India, yang untuk pertama kalinya melihat bank sentralnya menaikkan suku bunga sebesar 40 basis poin dalam pergerakan off-cycle pada bulan Mei, telah membukukan enam bulan berturut-turut arus keluar untuk saham investor asing, berkontribusi pada rekor penurunan rupee.

READ  Teknologi akan menyelamatkan pasar negara berkembang dari pertumbuhan yang melambat

Rupiah Indonesia yang secara historis bergejolak turun hanya 5% terhadap dolar untuk tahun ini, meskipun mengalami penurunan bulanan terbesar sebesar 2,2% pada bulan Juni.

Ini agak terbantu oleh situasi perdagangan Indonesia yang kaya sumber daya dan fakta bahwa orang asing sekarang memiliki kurang dari seperlima dari obligasi imbal hasil tinggi.

Lainnya, seperti Filipina dan Thailand, lebih rentan karena defisit transaksi berjalan dan, dalam kasus terakhir, ketergantungan pada sektor pariwisata masih berjuang setelah pandemi COVID.

“Indonesia, sebagian besar, mampu menahan kenaikan suku bunga.

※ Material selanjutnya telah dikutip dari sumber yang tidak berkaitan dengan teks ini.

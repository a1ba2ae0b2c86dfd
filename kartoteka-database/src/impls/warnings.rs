use anyhow::Context as _;

use crate::{
    database::Database,
    impls::{
        actions::{NewAction, insert_action},
        members::bump_warn_count,
    },
    model::{actions::ActionType, warnings::WarningRecord},
};

/// Log a warning and bump the subject's tally in one transaction.
///
/// Either both writes commit or neither does.
pub async fn record_warning(
    db: &Database,
    subject_id: &str,
    moderator_id: &str,
    reason: &str,
) -> anyhow::Result<WarningRecord> {
    let mut tx = db
        .pool()
        .begin()
        .await
        .context("failed to begin warning transaction")?;

    let action = insert_action(
        &mut tx,
        NewAction {
            subject_id,
            action_type: ActionType::Warn,
            reason,
            moderator_id,
        },
    )
    .await?;

    let warn_count = bump_warn_count(&mut tx, subject_id).await?;

    tx.commit()
        .await
        .context("failed to commit warning transaction")?;

    Ok(WarningRecord { action, warn_count })
}
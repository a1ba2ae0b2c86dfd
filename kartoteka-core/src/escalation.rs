//! Warning escalation policy.
//!
//! A subject's 2nd and 5th warning trigger a timed mute, the 3rd and 6th a
//! ban. Nothing is automated past the 6th warning.

use std::time::Duration;

use kartoteka_database::model::actions::ActionType;

use crate::error::{ModerationError, ModerationResult};

/// Length of an automatic mute.
pub const MUTE_DURATION: Duration = Duration::from_secs(3 * 24 * 60 * 60);

/// Moderator identity recorded on escalation actions.
pub const AUTOMATIC_MODERATOR: &str = "automatic";

pub const AUTO_MUTE_REASON: &str = "Automatic mute for accumulated warnings";
pub const AUTO_BAN_REASON: &str = "Automatic ban for accumulated warnings";

/// Enforcement triggered by reaching a warning tally.
#[derive(Debug, Clone, Copy, PartialEq, Eq)]
pub enum EscalationDecision {
    None,
    Mute { duration: Duration },
    Ban,
}

impl EscalationDecision {
    /// Action type and reason logged for this decision, if it escalates.
    pub fn logged_action(self) -> Option<(ActionType, &'static str)> {
        match self {
            Self::None => None,
            Self::Mute { .. } => Some((ActionType::Mute, AUTO_MUTE_REASON)),
            Self::Ban => Some((ActionType::Ban, AUTO_BAN_REASON)),
        }
    }

    pub fn is_escalation(self) -> bool {
        self != Self::None
    }
}

/// Decide the automatic enforcement for a freshly incremented tally.
///
/// # Errors
/// Returns `InvalidArgument` for a negative count.
pub fn decide(new_warn_count: i64) -> ModerationResult<EscalationDecision> {
    match new_warn_count {
        count if count < 0 => Err(ModerationError::invalid(format!(
            "warn count must be non-negative, got {count}"
        ))),
        2 | 5 => Ok(EscalationDecision::Mute {
            duration: MUTE_DURATION,
        }),
        3 | 6 => Ok(EscalationDecision::Ban),
        _ => Ok(EscalationDecision::None),
    }
}
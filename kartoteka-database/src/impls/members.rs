use anyhow::Context as _;
use sqlx::SqliteConnection;

use crate::{database::Database, model::members::MemberRecord};

#[derive(sqlx::FromRow)]
struct MemberRow {
    user_id: String,
    warns: i64,
}

pub async fn get_member(db: &Database, subject_id: &str) -> anyhow::Result<Option<MemberRecord>> {
    let row: Option<MemberRow> = sqlx::query_as("SELECT user_id, warns FROM users WHERE user_id = $1")
        .bind(subject_id)
        .fetch_optional(db.pool())
        .await?;

    row.map(|row| -> anyhow::Result<MemberRecord> {
        let warn_count = u64::try_from(row.warns).context("warns row out of u64 range")?;
        Ok(MemberRecord {
            subject_id: row.user_id,
            warn_count,
        })
    })
    .transpose()
}

/// Current warning tally, 0 for a subject that was never warned.
pub async fn get_warn_count(db: &Database, subject_id: &str) -> anyhow::Result<u64> {
    Ok(get_member(db, subject_id)
        .await?
        .map_or(0, |member| member.warn_count))
}

/// Increment the tally and return the new value, creating the record at 1.
pub async fn increment_warn_count(db: &Database, subject_id: &str) -> anyhow::Result<u64> {
    let mut conn = db.pool().acquire().await?;
    bump_warn_count(&mut conn, subject_id).await
}

pub(crate) async fn bump_warn_count(
    conn: &mut SqliteConnection,
    subject_id: &str,
) -> anyhow::Result<u64> {
    let warns: i64 = sqlx::query_scalar(
        "INSERT INTO users (user_id, warns) VALUES ($1, 1)
         ON CONFLICT (user_id) DO UPDATE SET warns = warns + 1
         RETURNING warns",
    )
    .bind(subject_id)
    .fetch_one(&mut *conn)
    .await
    .context("failed to increment warn tally")?;

    u64::try_from(warns).context("warns out of u64 range")
}

#[cfg(test)]
mod tests {
    use super::*;

    #[tokio::test]
    async fn unknown_subject_has_no_record_and_zero_tally() {
        let db = Database::connect_in_memory().await.unwrap();

        assert!(get_member(&db, "100").await.unwrap().is_none());
        assert_eq!(get_warn_count(&db, "100").await.unwrap(), 0);
    }

    #[tokio::test]
    async fn increment_creates_then_bumps() {
        let db = Database::connect_in_memory().await.unwrap();

        assert_eq!(increment_warn_count(&db, "100").await.unwrap(), 1);
        assert_eq!(increment_warn_count(&db, "100").await.unwrap(), 2);
        assert_eq!(increment_warn_count(&db, "200").await.unwrap(), 1);

        let member = get_member(&db, "100").await.unwrap().unwrap();
        assert_eq!(
            member,
            MemberRecord {
                subject_id: "100".to_owned(),
                warn_count: 2,
            }
        );
    }
}
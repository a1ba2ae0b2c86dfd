mod events;

use std::env;
use std::sync::Arc;

use anyhow::Context as _;
use poise::serenity_prelude as serenity;
use tracing::{error, info};
use tracing_subscriber::Layer;
use tracing_subscriber::filter::filter_fn;
use tracing_subscriber::layer::SubscriberExt;
use tracing_subscriber::util::SubscriberInitExt;

use rustls::crypto::ring::default_provider;

use kartoteka_commands::{Data, Error};
use kartoteka_core::config::{env_bool, env_u64};
use kartoteka_core::{ModerationConfig, ModerationService};
use kartoteka_database::{Database, MIGRATOR};

const DEFAULT_DATABASE_URL: &str = "sqlite://kartoteka.db";

#[tokio::main]
async fn main() -> anyhow::Result<()> {
    let fmt_layer = tracing_subscriber::fmt::layer().with_filter(filter_fn(|metadata| {
        let target = metadata.target();

        let within_info_level = *metadata.level() <= tracing::Level::INFO;
        if !within_info_level {
            return false;
        }

        !(target.starts_with("serenity::gateway::bridge::shard_manager")
            || target.starts_with("serenity::gateway::bridge::shard_runner"))
    }));

    tracing_subscriber::registry().with(fmt_layer).init();

    default_provider()
        .install_default()
        .map_err(|_| anyhow::anyhow!("failed to install rustls ring provider"))?;

    dotenvy::dotenv().ok();

    let token = env::var("DISCORD_TOKEN").context("DISCORD_TOKEN is not set")?;
    let database_url =
        env::var("DATABASE_URL").unwrap_or_else(|_| DEFAULT_DATABASE_URL.to_owned());
    let guild_id = match env::var("DISCORD_GUILD_ID") {
        Ok(raw) => Some(
            raw.trim()
                .parse::<u64>()
                .context("DISCORD_GUILD_ID must be a numeric id")?,
        ),
        Err(_) => None,
    };

    let config = ModerationConfig::from_env();
    let max_connections = u32::try_from(env_u64("DATABASE_MAX_CONNECTIONS", 5)).unwrap_or(5);

    let db = Database::connect(&database_url, max_connections, config.storage_timeout).await?;
    info!(%database_url, max_connections, "SQLite connection established.");

    if env_bool("AUTO_RUN_MIGRATIONS", true) {
        MIGRATOR.run(db.pool()).await?;
        info!("Database migrations applied.");
    } else {
        info!("Auto migrations disabled (set AUTO_RUN_MIGRATIONS=true to run at startup).");
    }

    info!(
        storage_timeout_ms = config.storage_timeout.as_millis() as u64,
        "Moderation service configured."
    );
    let moderation = ModerationService::new(Arc::new(db.clone()), config);

    let intents = serenity::GatewayIntents::GUILDS;

    let framework = poise::Framework::builder()
        .options(poise::FrameworkOptions {
            commands: kartoteka_commands::commands(),
            event_handler: |ctx, event, framework, data| {
                Box::pin(handle_event(ctx, event, framework, data))
            },
            on_error: |error| Box::pin(on_error(error)),
            ..Default::default()
        })
        .setup(move |ctx, _ready, framework| {
            Box::pin(async move {
                info!("Kartoteka is ready.");

                match guild_id {
                    Some(guild_id) => {
                        poise::builtins::register_in_guild(
                            ctx,
                            &framework.options().commands,
                            serenity::GuildId::new(guild_id),
                        )
                        .await?;
                        info!(guild_id, "Commands registered in guild.");
                    }
                    None => {
                        poise::builtins::register_globally(ctx, &framework.options().commands)
                            .await?;
                        info!("Commands registered globally.");
                    }
                }

                Ok(Data { moderation })
            })
        })
        .build();

    info!("Kartoteka is connecting...");

    let mut client = serenity::ClientBuilder::new(token, intents)
        .framework(framework)
        .await?;

    let run_result = client.start().await;

    db.close().await;
    info!("Database closed.");

    run_result?;
    Ok(())
}

async fn on_error(error: poise::FrameworkError<'_, Data, Error>) {
    match error {
        poise::FrameworkError::Command { error, ctx, .. } => {
            error!(?error, command = %ctx.command().qualified_name, "command error");

            let embed = serenity::CreateEmbed::new()
                .title("Command Error")
                .description("Something went wrong while running this command.")
                .color(kartoteka_utils::embed::DEFAULT_EMBED_COLOR);

            let _ = ctx
                .send(poise::CreateReply::default().ephemeral(true).embed(embed))
                .await;
        }
        poise::FrameworkError::MissingUserPermissions { ctx, .. } => {
            let _ = ctx
                .send(
                    poise::CreateReply::default()
                        .content("You don't have permission to do that.")
                        .ephemeral(true),
                )
                .await;
        }
        poise::FrameworkError::MissingBotPermissions {
            missing_permissions,
            ctx,
            ..
        } => {
            let _ = ctx
                .send(
                    poise::CreateReply::default()
                        .content(format!(
                            "I'm missing permissions: {}",
                            missing_permissions.get_permission_names().join(", ")
                        ))
                        .ephemeral(true),
                )
                .await;
        }
        other => {
            if let Err(source) = poise::builtins::on_error(other).await {
                error!(?source, "framework error");
            }
        }
    }
}

async fn handle_event(
    ctx: &serenity::Context,
    event: &serenity::FullEvent,
    _framework: poise::FrameworkContext<'_, Data, Error>,
    data: &Data,
) -> Result<(), Error> {
    if let serenity::FullEvent::InteractionCreate { interaction } = event {
        events::interactions::handle_interaction(ctx, data, interaction).await?;
    }

    Ok(())
}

Tapi saya sudah berpikir mereka akan menaikkan … hanya karena semua orang sudah memperketat,” kata Nicholas Maba, kepala ekonom di ING.

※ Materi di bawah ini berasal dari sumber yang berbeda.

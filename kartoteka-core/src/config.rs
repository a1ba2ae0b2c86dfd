use std::env;
use std::time::Duration;

pub const DEFAULT_STORAGE_TIMEOUT: Duration = Duration::from_secs(5);

/// Tunables for the moderation service.
#[derive(Clone, Debug)]
pub struct ModerationConfig {
    /// Upper bound on any single storage call made by the service.
    pub storage_timeout: Duration,
}

impl Default for ModerationConfig {
    fn default() -> Self {
        Self {
            storage_timeout: DEFAULT_STORAGE_TIMEOUT,
        }
    }
}

impl ModerationConfig {
    /// Read `STORAGE_TIMEOUT_MS`, falling back to the default.
    pub fn from_env() -> Self {
        let timeout_ms = env_u64(
            "STORAGE_TIMEOUT_MS",
            u64::try_from(DEFAULT_STORAGE_TIMEOUT.as_millis()).unwrap_or(5_000),
        );

        Self {
            storage_timeout: Duration::from_millis(timeout_ms.max(1)),
        }
    }
}

pub fn env_bool(key: &str, default: bool) -> bool {
    parse_bool(env::var(key).ok().as_deref(), default)
}

pub fn env_u64(key: &str, default: u64) -> u64 {
    parse_u64(env::var(key).ok().as_deref(), default)
}

fn parse_bool(value: Option<&str>, default: bool) -> bool {
    match value {
        Some(value) => matches!(
            value.trim().to_ascii_lowercase().as_str(),
            "1" | "true" | "yes" | "on"
        ),
        None => default,
    }
}

fn parse_u64(value: Option<&str>, default: u64) -> u64 {
    value
        .and_then(|value| value.trim().parse::<u64>().ok())
        .unwrap_or(default)
}

#[cfg(test)]
mod tests {
    use super::*;

    #[test]
    fn bool_values() {
        assert!(parse_bool(Some(" Yes "), false));
        assert!(parse_bool(Some("1"), false));
        assert!(!parse_bool(Some("off"), true));
        assert!(parse_bool(None, true));
    }

    #[test]
    fn u64_values_fall_back_on_garbage() {
        assert_eq!(parse_u64(Some("250"), 5_000), 250);
        assert_eq!(parse_u64(Some("-3"), 5_000), 5_000);
        assert_eq!(parse_u64(None, 7), 7);
    }

    #[test]
    fn default_timeout_is_bounded() {
        assert_eq!(ModerationConfig::default().storage_timeout, Duration::from_secs(5));
    }
}
//! Moderation service
//!
//! Orchestrates the action log, member tallies and the escalation engine.
//! Every operation on a subject runs under that subject's lock and every
//! storage call is bounded by [`ModerationConfig::storage_timeout`].

use std::future::Future;
use std::sync::Arc;

use tracing::{error, info};

use kartoteka_database::model::actions::{Action, ActionType};

use crate::config::ModerationConfig;
use crate::error::{ModerationError, ModerationResult};
use crate::escalation::{AUTOMATIC_MODERATOR, EscalationDecision, decide};
use crate::locks::SubjectLocks;
use crate::store::ModerationStore;
use crate::validate;

/// Result of [`ModerationService::record_warning`].
#[derive(Debug)]
pub struct WarningOutcome {
    /// The logged warn action.
    pub warning: Action,
    /// Tally after this warning.
    pub new_tally: u64,
    /// Enforcement the presentation layer must apply on the platform.
    pub escalation: EscalationDecision,
    /// Logging of the automatic mute/ban, `None` when nothing escalated.
    ///
    /// An `Err` here means the warning is recorded and `escalation` is still
    /// due, but the log has no entry for it.
    pub escalation_action: Option<ModerationResult<Action>>,
}

impl WarningOutcome {
    /// The automatic action, if one was logged.
    pub fn logged_escalation(&self) -> Option<&Action> {
        self.escalation_action
            .as_ref()
            .and_then(|result| result.as_ref().ok())
    }

    /// `true` when an escalation was due but could not be logged.
    pub fn escalation_log_failed(&self) -> bool {
        matches!(self.escalation_action, Some(Err(_)))
    }
}

/// Summary counts for one subject.
#[derive(Debug, Clone, Copy, PartialEq, Eq, Default)]
pub struct Profile {
    pub warn_count: u64,
    pub mute_count: u64,
    pub ban_count: u64,
}

#[derive(Clone)]
pub struct ModerationService {
    store: Arc<dyn ModerationStore>,
    locks: SubjectLocks,
    config: ModerationConfig,
}

impl ModerationService {
    pub fn new(store: Arc<dyn ModerationStore>, config: ModerationConfig) -> Self {
        Self {
            store,
            locks: SubjectLocks::new(),
            config,
        }
    }

    /// Warn a subject and apply the escalation policy to the new tally.
    ///
    /// The warn action and tally bump commit together. If logging the
    /// escalation action fails afterwards, the warning stays recorded and the
    /// outcome still carries the decision, with the failure in
    /// [`WarningOutcome::escalation_action`].
    ///
    /// A storage timeout on the warn write itself is reported as `Storage`,
    /// but the transaction may still have committed.
    ///
    /// # Errors
    /// `InvalidArgument` for malformed input, `Storage` for store failures.
    pub async fn record_warning(
        &self,
        subject_id: &str,
        moderator_id: &str,
        reason: &str,
    ) -> ModerationResult<WarningOutcome> {
        validate::subject_id(subject_id)?;
        validate::moderator_id(moderator_id)?;
        validate::reason(reason)?;

        let _guard = self.locks.lock(subject_id).await;

        let record = self
            .bounded(self.store.record_warning(subject_id, moderator_id, reason))
            .await?;

        let tally = i64::try_from(record.warn_count).map_err(|_| {
            ModerationError::Storage(anyhow::anyhow!(
                "warn tally {} out of range",
                record.warn_count
            ))
        })?;
        let escalation = decide(tally)?;

        let escalation_action = match escalation.logged_action() {
            Some((action_type, auto_reason)) => {
                info!(
                    subject_id,
                    warn_count = record.warn_count,
                    action_type = %action_type,
                    "escalation triggered"
                );

                let action = self
                    .bounded(self.store.append_action(
                        subject_id,
                        action_type,
                        auto_reason,
                        AUTOMATIC_MODERATOR,
                    ))
                    .await
                    .inspect_err(|source| {
                        error!(
                            %source,
                            subject_id,
                            warn_count = record.warn_count,
                            "failed to log escalation action; enforcement still due"
                        );
                    });
                Some(action)
            }
            None => None,
        };

        Ok(WarningOutcome {
            warning: record.action,
            new_tally: record.warn_count,
            escalation,
            escalation_action,
        })
    }

    /// Log a mute. Applying the timeout on the platform is the caller's job.
    pub async fn record_mute(
        &self,
        subject_id: &str,
        moderator_id: &str,
        reason: &str,
    ) -> ModerationResult<Action> {
        self.record_manual(subject_id, ActionType::Mute, moderator_id, reason)
            .await
    }

    /// Log a ban. Applying the ban on the platform is the caller's job.
    pub async fn record_ban(
        &self,
        subject_id: &str,
        moderator_id: &str,
        reason: &str,
    ) -> ModerationResult<Action> {
        self.record_manual(subject_id, ActionType::Ban, moderator_id, reason)
            .await
    }

    pub async fn get_profile(&self, subject_id: &str) -> ModerationResult<Profile> {
        validate::subject_id(subject_id)?;

        let _guard = self.locks.lock(subject_id).await;

        let warn_count = self.bounded(self.store.get_warn_count(subject_id)).await?;
        let mute_count = self
            .bounded(self.store.count_by_type(subject_id, ActionType::Mute))
            .await?;
        let ban_count = self
            .bounded(self.store.count_by_type(subject_id, ActionType::Ban))
            .await?;

        Ok(Profile {
            warn_count,
            mute_count,
            ban_count,
        })
    }

    /// Full action history, most recent first. Empty for unknown subjects.
    pub async fn get_history(&self, subject_id: &str) -> ModerationResult<Vec<Action>> {
        validate::subject_id(subject_id)?;

        let _guard = self.locks.lock(subject_id).await;
        self.bounded(self.store.list_for_subject(subject_id)).await
    }

    pub async fn count_actions(
        &self,
        subject_id: &str,
        action_type: ActionType,
    ) -> ModerationResult<u64> {
        validate::subject_id(subject_id)?;

        let _guard = self.locks.lock(subject_id).await;
        self.bounded(self.store.count_by_type(subject_id, action_type))
            .await
    }

    async fn record_manual(
        &self,
        subject_id: &str,
        action_type: ActionType,
        moderator_id: &str,
        reason: &str,
    ) -> ModerationResult<Action> {
        validate::subject_id(subject_id)?;
        validate::moderator_id(moderator_id)?;
        validate::reason(reason)?;

        let _guard = self.locks.lock(subject_id).await;
        let action = self
            .bounded(
                self.store
                    .append_action(subject_id, action_type, reason, moderator_id),
            )
            .await?;

        info!(
            subject_id,
            moderator_id,
            action_type = %action_type,
            action_id = action.id,
            "moderation action recorded"
        );

        Ok(action)
    }

    async fn bounded<T, F>(&self, operation: F) -> ModerationResult<T>
    where
        F: Future<Output = anyhow::Result<T>>,
    {
        let timeout = self.config.storage_timeout;
        match tokio::time::timeout(timeout, operation).await {
            Ok(result) => result.map_err(ModerationError::Storage),
            Err(_) => Err(ModerationError::Storage(anyhow::anyhow!(
                "storage operation timed out after {timeout:?}"
            ))),
        }
    }
}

Namun, hanya 11 dari 29 ekonom yang disurvei oleh Reuters memperkirakan Bank Indonesia akan menaikkan suku bunga pada hari Kamis.

“Ruang lingkup untuk mempertahankan kebijakan moneter yang ramah pertumbuhan pasti akan segera berakhir,” kata ekonom Enrico Tanuijaga, merujuk pada bank sentral yang belum menaikkan suku bunga.

Seorang manajer senior di Bank of Thailand mengatakan pekan lalu bahwa bank sentral kemungkinan akan menaikkan suku bunga kebijakan utamanya pada Agustus, menambahkan bahwa bank siap untuk campur tangan jika baht melemah terlalu banyak.

“Pada akhirnya, kita menghadapi lanskap kebijakan moneter global yang jauh lebih ketat, jadi pasti ada paksaan bagi bank sentral secara umum untuk menaikkan suku bunga,” kata ekonom OCBC Willian Wiranto.